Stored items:
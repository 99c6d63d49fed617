//! GaitSync crate root: re-exports and module wiring.
//!
//! Keeps several independently captured walking performances phase-locked:
//! each character's tracked foot is recorded for one loop of its clip, the
//! gait-phase boundaries ("sync frames") are extracted from the vertical
//! displacement, and playback then remaps one shared clock onto every
//! character's own timeline.
//!
//! - `data`: trajectory stores, sync-frame extraction, time warping, playback state
//! - `motion`: motion-source traits, looped clip player, procedural gait clips
//! - `engine`: the [`SyncEngine`] orchestrator
//! - `events`: marker / mode / cycle events for renderers
//! - `controllers`: input-side requests and HUD telemetry
//! - `config`: engine configuration loaded from YAML or JSON
//! - `app` (feature `viewer`): native egui window

pub mod config;
pub mod controllers;
pub mod data;
pub mod engine;
pub mod error;
pub mod events;
pub mod motion;

#[cfg(feature = "viewer")]
pub mod app;

// Public re-exports for a compact external API
pub use config::{CharacterSpec, MarkerConfig, SyncConfig};
pub use controllers::{PlaybackController, PlaybackRequests, TelemetryController};
pub use data::characters::CharacterId;
pub use data::kinematics::{compute_kinematics, extract_sync_frames, MagnitudeMode};
pub use data::playback::{GatingPolicy, PlaybackMode};
pub use data::trajectory::{Sample, TrajectoryStore};
pub use data::warp::{warp, warp_clamped, WarpError};
pub use engine::snapshot::{CharacterTelemetry, PlaybackSnapshot};
pub use engine::SyncEngine;
pub use error::{SyncError, SyncResult};
pub use events::{EventController, EventFilter, EventKind, SyncEvent};
pub use motion::{BoneSegment, MotionSource, PhaseObservable};

#[cfg(feature = "viewer")]
pub use app::{run_viewer, ViewerApp};
//! Procedural walking clips.
//!
//! Stand-ins for captured performances: the tracked toe lifts and lands once
//! per stride while travelling forward, which is all the sync-frame detector
//! looks at.

use std::f64::consts::TAU;

use nalgebra::{Point3, Vector3};
use serde::{Deserialize, Serialize};

use crate::error::{SyncError, SyncResult};
use crate::motion::sequence::MotionSequence;
use crate::motion::BoneSegment;

/// Name of the root bone every synthetic clip carries.
pub const ROOT_BONE: &str = "Hips";

#[derive(Debug, Clone, PartialEq, Serialize, Deserialize)]
#[serde(default)]
pub struct GaitParams {
    /// Seconds per stride.
    pub stride_period_secs: f64,
    /// Peak toe lift.
    pub step_height: f64,
    /// Forward travel per stride.
    pub stride_length: f64,
    /// Whole strides in one loop of the clip.
    pub strides_per_clip: u32,
    pub frame_rate: f64,
    /// Phase offset as a fraction of a stride, `[0, 1)`.
    pub phase: f64,
}

impl Default for GaitParams {
    fn default() -> Self {
        Self {
            stride_period_secs: 1.0,
            step_height: 0.3,
            stride_length: 1.4,
            strides_per_clip: 3,
            frame_rate: 120.0,
            phase: 0.0,
        }
    }
}

impl GaitParams {
    pub fn with_period(mut self, stride_period_secs: f64) -> Self {
        self.stride_period_secs = stride_period_secs;
        self
    }

    pub fn with_phase(mut self, phase: f64) -> Self {
        self.phase = phase;
        self
    }

    pub fn with_strides(mut self, strides_per_clip: u32) -> Self {
        self.strides_per_clip = strides_per_clip;
        self
    }

    pub fn clip_duration(&self) -> f64 {
        self.stride_period_secs * self.strides_per_clip as f64
    }

    /// Toe height at clip time `t`.
    pub fn toe_height(&self, t: f64) -> f64 {
        let angle = TAU * (t / self.stride_period_secs + self.phase);
        self.step_height * (1.0 - angle.cos()) / 2.0
    }

    fn validate(&self) -> SyncResult<()> {
        if !(self.stride_period_secs > 0.0) || !(self.frame_rate > 0.0) {
            return Err(SyncError::Config(
                "stride period and frame rate must be positive".to_string(),
            ));
        }
        if self.strides_per_clip == 0 {
            return Err(SyncError::Config("clip needs at least one stride".to_string()));
        }
        Ok(())
    }
}

/// Bake a looping clip with a root bone and the tracked toe bone.
pub fn synthesize(name: &str, tracked_point: &str, params: &GaitParams) -> SyncResult<MotionSequence> {
    params.validate()?;
    let mut seq = MotionSequence::new(
        name,
        params.frame_rate,
        vec![ROOT_BONE.to_string(), tracked_point.to_string()],
    )?;

    let n = (params.clip_duration() * params.frame_rate).round().max(1.0) as usize;
    let speed = params.stride_length / params.stride_period_secs;
    let toe_offset = Vector3::new(0.0, 0.0, 0.12);
    for f in 0..n {
        let t = f as f64 / params.frame_rate;
        let hips = Point3::new(speed * t, 0.9, 0.0);
        let toe = Point3::new(speed * t, params.toe_height(t), 0.1);
        seq.push_frame(vec![
            BoneSegment::new(hips, hips + Vector3::new(0.0, 0.1, 0.0)),
            BoneSegment::new(toe - toe_offset, toe),
        ])?;
    }
    Ok(seq)
}
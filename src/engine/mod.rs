//! The synchronization orchestrator.
//!
//! [`SyncEngine`] owns every character, its trajectory store and the playback
//! state. The host calls [`SyncEngine::tick`] once per frame:
//!
//! - while **collecting**, every character is posed on a fixed clock step and
//!   its tracked point recorded until the clip loops once; sync frames are
//!   then extracted for that store.
//! - once the gating policy is satisfied the engine switches to **warping**:
//!   the reference character follows the (time-warped) wall clock and every
//!   other character is posed at the time obtained by warping the reference
//!   clock onto its own sync frames.
//!
//! Nothing inside `tick` fails. Missing bones, short sync-frame sets and
//! out-of-range warps are logged and degrade to skipping or freezing the
//! affected character for that tick.

mod collect;
pub mod markers;
pub mod snapshot;
mod warping;

use tracing::{debug, info, warn};

use crate::config::SyncConfig;
use crate::controllers::{PlaybackRequests, TelemetryController};
use crate::data::characters::{Character, CharacterId, CharacterSet};
use crate::data::playback::{PlaybackMode, PlaybackState};
use crate::error::{SyncError, SyncResult};
use crate::events::{EventController, EventKind, MarkerMeta, SyncEvent, TimeWarpMeta};
use crate::motion::sequence::SequencePlayer;
use crate::motion::synthetic;
use crate::motion::MotionSource;

use markers::MarkerSchedule;
use snapshot::{CharacterTelemetry, PlaybackSnapshot};

/// Bounds for the time warp multiplier (2^-10 .. 2^10).
pub const MIN_TIME_WARP: f64 = 1.0 / 1024.0;
pub const MAX_TIME_WARP: f64 = 1024.0;

pub struct SyncEngine {
    config: SyncConfig,
    characters: CharacterSet,
    playback: PlaybackState,
    markers: MarkerSchedule,
    events: Option<EventController>,
    telemetry: Option<TelemetryController>,
}

impl SyncEngine {
    /// Build an engine with no characters. Fails if the config is invalid.
    pub fn new(config: SyncConfig) -> SyncResult<Self> {
        config.validate()?;
        let playback = PlaybackState::new(config.initial_time_warp);
        let markers = MarkerSchedule::new(&config.marker);
        Ok(Self {
            config,
            characters: CharacterSet::new(),
            playback,
            markers,
            events: None,
            telemetry: None,
        })
    }

    /// Build an engine and load every character listed in the config as a
    /// procedural gait clip.
    pub fn from_config(config: SyncConfig) -> SyncResult<Self> {
        let mut engine = Self::new(config)?;
        engine.load_configured_characters()?;
        Ok(engine)
    }

    pub fn config(&self) -> &SyncConfig {
        &self.config
    }

    pub fn set_event_controller(&mut self, events: EventController) {
        self.events = Some(events);
    }

    pub fn set_telemetry_controller(&mut self, telemetry: TelemetryController) {
        self.telemetry = Some(telemetry);
    }

    // ─────────────────────────────────────────────────────────────────────
    // Lifecycle
    // ─────────────────────────────────────────────────────────────────────

    /// Register a character. The engine is ready once one is loaded.
    ///
    /// Characters must be added while collecting: a late arrival would never
    /// be sampled. Call [`teardown`](Self::teardown) to start over.
    pub fn add_character<I: Into<CharacterId>, S: Into<String>>(
        &mut self,
        id: I,
        tracked_point: S,
        source: Box<dyn MotionSource>,
    ) -> SyncResult<&mut Character> {
        let character = Character::new(
            id.into(),
            tracked_point.into(),
            source,
            self.config.sample_capacity,
        );
        self.insert_character(character)
    }

    fn insert_character(&mut self, character: Character) -> SyncResult<&mut Character> {
        let id = character.id.clone();
        if self.playback.mode != PlaybackMode::Collecting {
            return Err(SyncError::CollectionFinished(id.to_string()));
        }
        let point = character.tracked_point.clone();
        let source = character.source.describe();
        if self.characters.insert(character).is_err() {
            return Err(SyncError::DuplicateCharacter(id.to_string()));
        }
        info!(character = %id, point = %point, source = %source, "loaded character");
        self.characters
            .get_mut(&id)
            .ok_or_else(|| SyncError::UnknownCharacter(id.to_string()))
    }

    /// Synthesize and register the characters described in the config.
    pub fn load_configured_characters(&mut self) -> SyncResult<()> {
        let specs = self.config.characters.clone();
        for spec in specs {
            let gait = spec.gait.clone().unwrap_or_default();
            let clip = synthetic::synthesize(spec.id.as_str(), &spec.tracked_point, &gait)?;
            let character = self.add_character(
                spec.id.clone(),
                spec.tracked_point.clone(),
                Box::new(SequencePlayer::new(clip)),
            )?;
            character.color = spec.color;
        }
        Ok(())
    }

    /// Drop every character and return to the initial, not-ready state.
    pub fn teardown(&mut self) {
        info!(count = self.characters.len(), "tearing down engine");
        self.characters.clear();
        self.playback = PlaybackState::new(self.config.initial_time_warp);
        self.markers.reset(&self.config.marker);
    }

    pub fn is_ready(&self) -> bool {
        !self.characters.is_empty()
    }

    // ─────────────────────────────────────────────────────────────────────
    // Frame loop
    // ─────────────────────────────────────────────────────────────────────

    /// Advance one frame by `elapsed_wall_time` seconds.
    ///
    /// Returns `false` without touching any state when no character is loaded.
    pub fn tick(&mut self, elapsed_wall_time: f64) -> bool {
        if !self.is_ready() {
            return false;
        }
        let mut pending = Vec::new();
        match self.playback.mode {
            PlaybackMode::Collecting => self.collect_step(&mut pending),
            PlaybackMode::Warping => self.warp_step(elapsed_wall_time, &mut pending),
        }
        self.emit_marker_if_due(&mut pending);
        self.flush(pending);
        self.publish_snapshot();
        true
    }

    /// Apply the requests drained from a
    /// [`PlaybackController`](crate::controllers::PlaybackController).
    pub fn apply_requests(&mut self, requests: &PlaybackRequests) {
        if requests.restart {
            self.restart();
        }
        for _ in 0..requests.time_warp_steps.max(0) {
            self.increase_time_warp();
        }
        for _ in 0..(-requests.time_warp_steps).max(0) {
            self.decrease_time_warp();
        }
    }

    /// Rewind the synchronized window to zero.
    ///
    /// The mode, trajectory stores and sync frames are kept. Every character
    /// is posed at the rewound clock, markers are rescheduled and a
    /// `RESTARTED | MARKERS_CLEARED` event is emitted.
    pub fn restart(&mut self) {
        if !self.is_ready() {
            debug!("restart ignored: no characters loaded");
            return;
        }
        info!(mode = %self.playback.mode, from = self.playback.elapsed_time, "restart");
        self.playback.elapsed_time = 0.0;
        self.playback.forget_frames();
        self.markers.reset(&self.config.marker);

        let mut pending = vec![SyncEvent::new(
            EventKind::RESTARTED | EventKind::MARKERS_CLEARED,
            0.0,
        )];
        match self.playback.mode {
            PlaybackMode::Collecting => self.characters.for_each_mut(|c| c.pose_at(0.0)),
            PlaybackMode::Warping => self.pose_warped(&mut pending),
        }
        self.flush(pending);
        self.publish_snapshot();
    }

    pub fn increase_time_warp(&mut self) {
        self.set_time_warp(self.playback.time_warp * 2.0);
    }

    pub fn decrease_time_warp(&mut self) {
        self.set_time_warp(self.playback.time_warp / 2.0);
    }

    fn set_time_warp(&mut self, requested: f64) {
        let previous = self.playback.time_warp;
        let current = requested.clamp(MIN_TIME_WARP, MAX_TIME_WARP);
        if current == previous {
            debug!(time_warp = previous, "time warp at limit");
            return;
        }
        self.playback.time_warp = current;
        info!(previous, current, "time warp changed");
        let mut event = SyncEvent::new(EventKind::TIME_WARP_CHANGED, self.playback.elapsed_time);
        event.time_warp = Some(TimeWarpMeta { previous, current });
        self.flush(vec![event]);
    }

    // ─────────────────────────────────────────────────────────────────────
    // Accessors
    // ─────────────────────────────────────────────────────────────────────

    pub fn time_warp(&self) -> f64 {
        self.playback.time_warp
    }

    pub fn elapsed_time(&self) -> f64 {
        self.playback.elapsed_time
    }

    pub fn mode(&self) -> PlaybackMode {
        self.playback.mode
    }

    pub fn characters(&self) -> &CharacterSet {
        &self.characters
    }

    pub fn character(&self, id: &CharacterId) -> Option<&Character> {
        self.characters.get(id)
    }

    /// The configured reference, or the first loaded character.
    pub fn reference_id(&self) -> Option<&CharacterId> {
        match &self.config.reference {
            Some(id) if self.characters.contains(id) => Some(id),
            _ => self.characters.first_id(),
        }
    }

    /// Sync frames of a character, `None` until extracted.
    pub fn sync_frames(&self, id: &CharacterId) -> Option<&[f64]> {
        self.characters.get(id).and_then(|c| c.store.sync_frames())
    }

    pub fn snapshot(&self) -> PlaybackSnapshot {
        let reference = self.reference_id();
        PlaybackSnapshot {
            mode: self.playback.mode,
            elapsed_time: self.playback.elapsed_time,
            time_warp: self.playback.time_warp,
            characters: self
                .characters
                .iter()
                .map(|c| CharacterTelemetry::capture(c, Some(&c.id) == reference))
                .collect(),
        }
    }

    pub fn next_marker_time(&self) -> f64 {
        self.markers.next_time()
    }

    // ─────────────────────────────────────────────────────────────────────
    // Internals
    // ─────────────────────────────────────────────────────────────────────

    fn reference_clone(&self) -> Option<CharacterId> {
        self.reference_id().cloned()
    }

    fn emit_marker_if_due(&mut self, pending: &mut Vec<SyncEvent>) {
        let elapsed = self.playback.elapsed_time;
        if !self.markers.is_due(&self.config.marker, elapsed) {
            return;
        }
        self.markers.advance(&self.config.marker);

        let Some(reference) = self.reference_clone() else {
            return;
        };
        let Some(character) = self.characters.get(&reference) else {
            return;
        };
        match character.source.tracked_point(&character.tracked_point) {
            Some(segment) => {
                let mut event = SyncEvent::new(EventKind::MARKER, elapsed);
                event.marker = Some(MarkerMeta {
                    character: reference,
                    position: segment.end,
                    color: self.config.marker.color,
                });
                pending.push(event);
            }
            None => debug!(character = %reference, "marker skipped: tracked point missing"),
        }
    }

    fn flush(&self, pending: Vec<SyncEvent>) {
        let Some(events) = &self.events else {
            return;
        };
        for event in pending {
            events.emit(event);
        }
    }

    fn publish_snapshot(&self) {
        if let Some(telemetry) = &self.telemetry {
            telemetry.publish(self.snapshot());
        }
    }
}

impl std::fmt::Debug for SyncEngine {
    fn fmt(&self, f: &mut std::fmt::Formatter<'_>) -> std::fmt::Result {
        f.debug_struct("SyncEngine")
            .field("mode", &self.playback.mode)
            .field("elapsed_time", &self.playback.elapsed_time)
            .field("time_warp", &self.playback.time_warp)
            .field("characters", &self.characters)
            .finish()
    }
}

pub(crate) fn warn_lookup_once(character: &mut Character) -> bool {
    if character.lookup_failed {
        return false;
    }
    character.lookup_failed = true;
    warn!(
        character = %character.id,
        point = %character.tracked_point,
        "tracked point missing from skeleton; skipping samples"
    );
    true
}
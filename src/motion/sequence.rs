//! Looped playback of a pre-baked motion clip.

use std::collections::HashMap;

use crate::error::{SyncError, SyncResult};
use crate::motion::{BoneSegment, MotionSource, PhaseObservable};

/// Bone segments for every frame of a clip, sampled at a fixed rate.
#[derive(Debug, Clone, Default)]
pub struct MotionSequence {
    pub name: String,
    pub frame_rate: f64,
    bone_names: Vec<String>,
    bone_index: HashMap<String, usize>,
    /// `frames[f][b]` is bone `b` at frame `f`.
    frames: Vec<Vec<BoneSegment>>,
}

impl MotionSequence {
    pub fn new<S: Into<String>>(name: S, frame_rate: f64, bone_names: Vec<String>) -> SyncResult<Self> {
        if !(frame_rate > 0.0) {
            return Err(SyncError::Config(format!(
                "frame rate must be positive, got {}",
                frame_rate
            )));
        }
        let bone_index = bone_names
            .iter()
            .enumerate()
            .map(|(i, n)| (n.clone(), i))
            .collect();
        Ok(Self {
            name: name.into(),
            frame_rate,
            bone_names,
            bone_index,
            frames: Vec::new(),
        })
    }

    /// Append one frame; it must hold one segment per declared bone.
    pub fn push_frame(&mut self, bones: Vec<BoneSegment>) -> SyncResult<()> {
        if bones.len() != self.bone_names.len() {
            return Err(SyncError::Config(format!(
                "frame {} of '{}' has {} bones, expected {}",
                self.frames.len(),
                self.name,
                bones.len(),
                self.bone_names.len()
            )));
        }
        self.frames.push(bones);
        Ok(())
    }

    pub fn num_frames(&self) -> usize {
        self.frames.len()
    }

    pub fn bone_names(&self) -> &[String] {
        &self.bone_names
    }

    /// Clip length in seconds.
    pub fn duration(&self) -> f64 {
        self.frames.len() as f64 / self.frame_rate
    }

    pub fn bone(&self, frame: usize, name: &str) -> Option<BoneSegment> {
        let b = *self.bone_index.get(name)?;
        self.frames.get(frame).and_then(|f| f.get(b)).copied()
    }
}

/// Slack on frame selection so an accumulated clock that lands a hair below
/// a frame boundary still selects that frame.
const FRAME_EPSILON: f64 = 1e-6;

/// Plays a [`MotionSequence`] in an endless loop.
///
/// Global time is folded into the clip duration; the frame is chosen by
/// truncation, the same way the clip's own controller would pick it.
#[derive(Debug, Clone)]
pub struct SequencePlayer {
    sequence: MotionSequence,
    sequence_time: f64,
    sequence_frame: i64,
}

impl SequencePlayer {
    pub fn new(sequence: MotionSequence) -> Self {
        Self {
            sequence,
            sequence_time: 0.0,
            sequence_frame: 0,
        }
    }

    pub fn sequence(&self) -> &MotionSequence {
        &self.sequence
    }

    /// Fold `time` into `[0, duration)` and select the frame.
    fn locate(&self, time: f64) -> (f64, i64) {
        let n = self.sequence.num_frames();
        let duration = self.sequence.duration();
        if n == 0 || !(duration > 0.0) || !time.is_finite() {
            return (0.0, 0);
        }
        let cycles = (time / duration).floor();
        let mut local = time - duration * cycles;
        if local >= duration || local < 0.0 {
            local = 0.0;
        }
        let frame = ((n as f64 * local / duration + FRAME_EPSILON) as i64).clamp(0, n as i64 - 1);
        (local, frame)
    }
}

impl PhaseObservable for SequencePlayer {
    fn local_time(&self) -> f64 {
        self.sequence_time
    }

    fn local_frame(&self) -> i64 {
        self.sequence_frame
    }
}

impl MotionSource for SequencePlayer {
    fn update(&mut self, time: f64) {
        let (local, frame) = self.locate(time);
        self.sequence_time = local;
        self.sequence_frame = frame;
    }

    fn tracked_point(&self, name: &str) -> Option<BoneSegment> {
        self.sequence.bone(self.sequence_frame as usize, name)
    }

    fn describe(&self) -> String {
        format!(
            "{} ({} frames @ {:.0} fps)",
            self.sequence.name,
            self.sequence.num_frames(),
            self.sequence.frame_rate
        )
    }
}

#[cfg(test)]
mod tests {
    use super::*;
    use nalgebra::Point3;

    fn clip(frames: usize) -> MotionSequence {
        let mut seq = MotionSequence::new("clip", 10.0, vec!["Toe".to_string()]).unwrap();
        for f in 0..frames {
            let y = f as f64;
            seq.push_frame(vec![BoneSegment::new(Point3::origin(), Point3::new(0.0, y, 0.0))])
                .unwrap();
        }
        seq
    }

    #[test]
    fn time_folds_into_clip() {
        let mut player = SequencePlayer::new(clip(10));
        player.update(0.35);
        assert_eq!(player.local_frame(), 3);
        assert!((player.local_time() - 0.35).abs() < 1e-12);

        player.update(1.25);
        assert_eq!(player.local_frame(), 2);
        assert!((player.local_time() - 0.25).abs() < 1e-9);
    }

    #[test]
    fn frame_decreases_on_wrap() {
        let mut player = SequencePlayer::new(clip(10));
        player.update(0.95);
        let before = player.local_frame();
        player.update(1.02);
        assert!(player.local_frame() < before);
    }

    #[test]
    fn unknown_bone_is_none() {
        let mut player = SequencePlayer::new(clip(4));
        player.update(0.1);
        assert!(player.tracked_point("LeftToeBase").is_none());
        assert_eq!(player.tracked_point("Toe").map(|b| b.end.y), Some(1.0));
    }

    #[test]
    fn rejects_bad_frames() {
        let mut seq = MotionSequence::new("clip", 30.0, vec!["A".into(), "B".into()]).unwrap();
        let seg = BoneSegment::new(Point3::origin(), Point3::origin());
        assert!(seq.push_frame(vec![seg]).is_err());
        assert!(MotionSequence::new("bad", 0.0, vec![]).is_err());
    }
}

What is expected:
The answer is every line in the data where the word "SyncEvent" appears.

Exercise solution:
pub use events::{EventController, EventFilter, EventKind, SyncEvent};
use crate::events::{EventController, EventKind, MarkerMeta, SyncEvent, TimeWarpMeta};
        let mut pending = vec![SyncEvent::new(
        let mut event = SyncEvent::new(EventKind::TIME_WARP_CHANGED, self.playback.elapsed_time);
    fn emit_marker_if_due(&mut self, pending: &mut Vec<SyncEvent>) {
                let mut event = SyncEvent::new(EventKind::MARKER, elapsed);
    fn flush(&self, pending: Vec<SyncEvent>) {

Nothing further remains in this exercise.